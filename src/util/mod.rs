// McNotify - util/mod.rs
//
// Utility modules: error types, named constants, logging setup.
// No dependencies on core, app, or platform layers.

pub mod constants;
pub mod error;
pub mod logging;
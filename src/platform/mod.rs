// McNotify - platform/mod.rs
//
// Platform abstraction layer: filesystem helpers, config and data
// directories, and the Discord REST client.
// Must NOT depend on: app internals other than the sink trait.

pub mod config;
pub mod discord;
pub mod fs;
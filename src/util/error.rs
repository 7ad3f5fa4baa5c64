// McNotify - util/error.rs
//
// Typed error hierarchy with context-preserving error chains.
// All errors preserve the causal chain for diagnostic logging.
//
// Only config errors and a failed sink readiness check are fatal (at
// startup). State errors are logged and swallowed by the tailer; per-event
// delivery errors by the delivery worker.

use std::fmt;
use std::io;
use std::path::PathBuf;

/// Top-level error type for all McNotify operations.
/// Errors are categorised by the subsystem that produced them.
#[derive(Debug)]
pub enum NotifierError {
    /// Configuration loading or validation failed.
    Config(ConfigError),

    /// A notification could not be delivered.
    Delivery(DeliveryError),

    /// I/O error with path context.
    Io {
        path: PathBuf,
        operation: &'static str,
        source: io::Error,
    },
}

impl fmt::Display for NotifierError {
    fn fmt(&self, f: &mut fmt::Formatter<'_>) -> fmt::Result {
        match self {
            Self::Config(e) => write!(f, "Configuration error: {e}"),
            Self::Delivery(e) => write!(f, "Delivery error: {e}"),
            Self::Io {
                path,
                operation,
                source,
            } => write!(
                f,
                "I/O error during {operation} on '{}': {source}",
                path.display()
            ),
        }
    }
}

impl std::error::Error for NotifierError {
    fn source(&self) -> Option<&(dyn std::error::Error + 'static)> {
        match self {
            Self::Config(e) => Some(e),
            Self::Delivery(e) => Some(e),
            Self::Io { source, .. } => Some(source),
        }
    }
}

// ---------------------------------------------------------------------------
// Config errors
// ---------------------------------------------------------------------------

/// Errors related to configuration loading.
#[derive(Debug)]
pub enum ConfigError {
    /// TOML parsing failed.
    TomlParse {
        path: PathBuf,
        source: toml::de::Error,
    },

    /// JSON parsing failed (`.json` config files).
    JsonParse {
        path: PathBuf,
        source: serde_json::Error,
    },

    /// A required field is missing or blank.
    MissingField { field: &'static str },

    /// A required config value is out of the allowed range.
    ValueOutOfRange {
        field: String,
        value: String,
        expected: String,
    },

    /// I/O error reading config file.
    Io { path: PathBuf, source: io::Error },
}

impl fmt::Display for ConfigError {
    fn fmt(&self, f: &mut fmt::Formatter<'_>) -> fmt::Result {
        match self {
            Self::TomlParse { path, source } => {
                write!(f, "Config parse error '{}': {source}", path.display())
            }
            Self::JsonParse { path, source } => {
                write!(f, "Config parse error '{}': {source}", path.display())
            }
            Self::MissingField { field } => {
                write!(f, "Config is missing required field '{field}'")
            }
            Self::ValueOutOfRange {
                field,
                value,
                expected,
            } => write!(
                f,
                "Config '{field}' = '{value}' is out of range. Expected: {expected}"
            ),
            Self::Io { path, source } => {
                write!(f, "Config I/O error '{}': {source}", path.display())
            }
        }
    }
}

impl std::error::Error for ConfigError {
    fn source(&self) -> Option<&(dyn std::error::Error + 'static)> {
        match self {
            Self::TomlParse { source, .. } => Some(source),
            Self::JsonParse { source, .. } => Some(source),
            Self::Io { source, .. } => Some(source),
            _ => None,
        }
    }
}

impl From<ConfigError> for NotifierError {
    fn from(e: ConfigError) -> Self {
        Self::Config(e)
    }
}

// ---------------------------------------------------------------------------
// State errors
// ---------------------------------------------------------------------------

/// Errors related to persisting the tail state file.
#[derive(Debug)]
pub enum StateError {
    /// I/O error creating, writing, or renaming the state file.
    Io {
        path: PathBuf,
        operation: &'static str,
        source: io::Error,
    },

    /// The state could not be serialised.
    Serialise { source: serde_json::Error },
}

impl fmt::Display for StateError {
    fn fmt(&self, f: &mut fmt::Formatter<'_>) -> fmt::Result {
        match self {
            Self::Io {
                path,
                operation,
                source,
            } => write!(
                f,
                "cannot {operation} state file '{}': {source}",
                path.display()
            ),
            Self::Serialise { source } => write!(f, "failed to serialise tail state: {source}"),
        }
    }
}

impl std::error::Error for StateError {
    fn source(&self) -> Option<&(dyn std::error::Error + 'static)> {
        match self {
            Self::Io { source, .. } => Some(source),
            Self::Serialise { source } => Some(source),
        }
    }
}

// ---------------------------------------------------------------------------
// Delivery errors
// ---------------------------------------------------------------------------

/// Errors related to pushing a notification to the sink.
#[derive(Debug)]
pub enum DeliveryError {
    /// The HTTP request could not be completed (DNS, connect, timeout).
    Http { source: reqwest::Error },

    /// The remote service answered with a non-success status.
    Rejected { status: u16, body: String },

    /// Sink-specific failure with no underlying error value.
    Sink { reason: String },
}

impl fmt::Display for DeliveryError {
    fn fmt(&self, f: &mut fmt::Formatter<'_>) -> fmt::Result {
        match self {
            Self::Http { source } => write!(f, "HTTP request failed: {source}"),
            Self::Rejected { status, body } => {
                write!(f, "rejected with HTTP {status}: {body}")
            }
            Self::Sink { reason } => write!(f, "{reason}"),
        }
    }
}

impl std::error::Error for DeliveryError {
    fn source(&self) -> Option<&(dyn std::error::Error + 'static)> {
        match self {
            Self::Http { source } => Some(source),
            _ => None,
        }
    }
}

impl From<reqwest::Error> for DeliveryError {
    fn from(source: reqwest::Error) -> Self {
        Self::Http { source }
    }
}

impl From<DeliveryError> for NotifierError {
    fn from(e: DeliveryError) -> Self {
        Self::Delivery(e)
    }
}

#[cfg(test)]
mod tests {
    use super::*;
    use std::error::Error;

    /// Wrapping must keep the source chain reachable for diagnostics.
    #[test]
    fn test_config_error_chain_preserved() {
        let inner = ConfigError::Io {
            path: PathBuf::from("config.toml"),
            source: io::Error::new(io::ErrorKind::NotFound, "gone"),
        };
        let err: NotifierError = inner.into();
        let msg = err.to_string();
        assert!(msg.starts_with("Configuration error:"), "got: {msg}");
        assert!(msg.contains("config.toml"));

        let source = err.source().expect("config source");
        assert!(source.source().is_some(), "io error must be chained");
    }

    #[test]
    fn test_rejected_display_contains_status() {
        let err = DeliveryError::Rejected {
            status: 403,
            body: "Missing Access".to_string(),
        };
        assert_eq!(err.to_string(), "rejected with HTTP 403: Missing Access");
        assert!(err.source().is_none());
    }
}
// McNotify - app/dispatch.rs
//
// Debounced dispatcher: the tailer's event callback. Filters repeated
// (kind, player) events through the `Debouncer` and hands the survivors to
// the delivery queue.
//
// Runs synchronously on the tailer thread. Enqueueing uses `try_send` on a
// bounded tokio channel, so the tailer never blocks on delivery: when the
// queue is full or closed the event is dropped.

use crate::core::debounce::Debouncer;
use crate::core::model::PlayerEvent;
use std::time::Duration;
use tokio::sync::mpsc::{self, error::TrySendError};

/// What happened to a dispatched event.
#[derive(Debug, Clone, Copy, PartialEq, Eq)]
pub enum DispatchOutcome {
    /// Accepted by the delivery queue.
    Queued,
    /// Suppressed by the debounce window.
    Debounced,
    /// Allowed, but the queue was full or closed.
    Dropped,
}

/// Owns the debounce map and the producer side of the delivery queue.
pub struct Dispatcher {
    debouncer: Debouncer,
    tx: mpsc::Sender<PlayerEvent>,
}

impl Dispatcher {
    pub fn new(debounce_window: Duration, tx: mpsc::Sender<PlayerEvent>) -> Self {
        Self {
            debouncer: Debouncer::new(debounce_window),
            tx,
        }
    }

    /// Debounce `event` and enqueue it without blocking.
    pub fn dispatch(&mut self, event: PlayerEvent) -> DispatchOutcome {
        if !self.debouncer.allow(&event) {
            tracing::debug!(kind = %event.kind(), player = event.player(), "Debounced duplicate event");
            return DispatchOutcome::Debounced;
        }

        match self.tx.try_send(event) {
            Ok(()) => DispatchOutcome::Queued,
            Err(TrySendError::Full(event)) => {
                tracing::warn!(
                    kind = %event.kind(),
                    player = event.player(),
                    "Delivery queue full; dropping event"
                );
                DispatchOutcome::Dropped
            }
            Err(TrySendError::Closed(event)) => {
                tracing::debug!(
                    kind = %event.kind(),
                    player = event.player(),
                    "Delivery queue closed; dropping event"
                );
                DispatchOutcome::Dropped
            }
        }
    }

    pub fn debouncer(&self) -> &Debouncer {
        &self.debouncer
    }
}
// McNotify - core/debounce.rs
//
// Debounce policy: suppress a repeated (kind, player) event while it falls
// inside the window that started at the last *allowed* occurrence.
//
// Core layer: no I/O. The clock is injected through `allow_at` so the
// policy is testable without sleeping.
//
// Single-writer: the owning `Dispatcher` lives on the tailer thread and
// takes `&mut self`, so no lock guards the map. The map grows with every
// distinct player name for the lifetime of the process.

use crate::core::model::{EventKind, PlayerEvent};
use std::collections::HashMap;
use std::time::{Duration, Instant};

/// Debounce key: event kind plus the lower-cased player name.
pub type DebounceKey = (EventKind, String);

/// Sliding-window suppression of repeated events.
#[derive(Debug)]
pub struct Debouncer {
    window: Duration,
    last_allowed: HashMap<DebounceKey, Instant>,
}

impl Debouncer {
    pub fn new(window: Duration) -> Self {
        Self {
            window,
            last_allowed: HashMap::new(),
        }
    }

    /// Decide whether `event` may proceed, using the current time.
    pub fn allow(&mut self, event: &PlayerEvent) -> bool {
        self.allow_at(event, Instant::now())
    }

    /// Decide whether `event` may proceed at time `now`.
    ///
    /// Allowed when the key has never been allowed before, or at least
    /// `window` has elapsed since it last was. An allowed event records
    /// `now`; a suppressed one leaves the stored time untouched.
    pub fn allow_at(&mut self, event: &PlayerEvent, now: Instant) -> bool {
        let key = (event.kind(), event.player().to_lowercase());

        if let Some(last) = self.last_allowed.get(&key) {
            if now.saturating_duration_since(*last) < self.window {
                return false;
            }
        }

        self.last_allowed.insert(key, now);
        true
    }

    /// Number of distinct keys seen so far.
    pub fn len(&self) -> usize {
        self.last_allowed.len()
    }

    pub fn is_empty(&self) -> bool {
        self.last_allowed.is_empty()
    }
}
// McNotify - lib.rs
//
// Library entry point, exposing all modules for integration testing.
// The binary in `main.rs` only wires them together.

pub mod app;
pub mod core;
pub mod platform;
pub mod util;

——————

[What needs to be done]: From the records above, extract exactly and only the lines that begin at the line with "impl From<ConfigError> for" and stop after the line with "pub enum StateError".

[Task output]:
impl From<ConfigError> for NotifierError {
    fn from(e: ConfigError) -> Self {
        Self::Config(e)
    }
}

// ---------------------------------------------------------------------------
// State errors
// ---------------------------------------------------------------------------

/// Errors related to persisting the tail state file.
#[derive(Debug)]
pub enum StateError {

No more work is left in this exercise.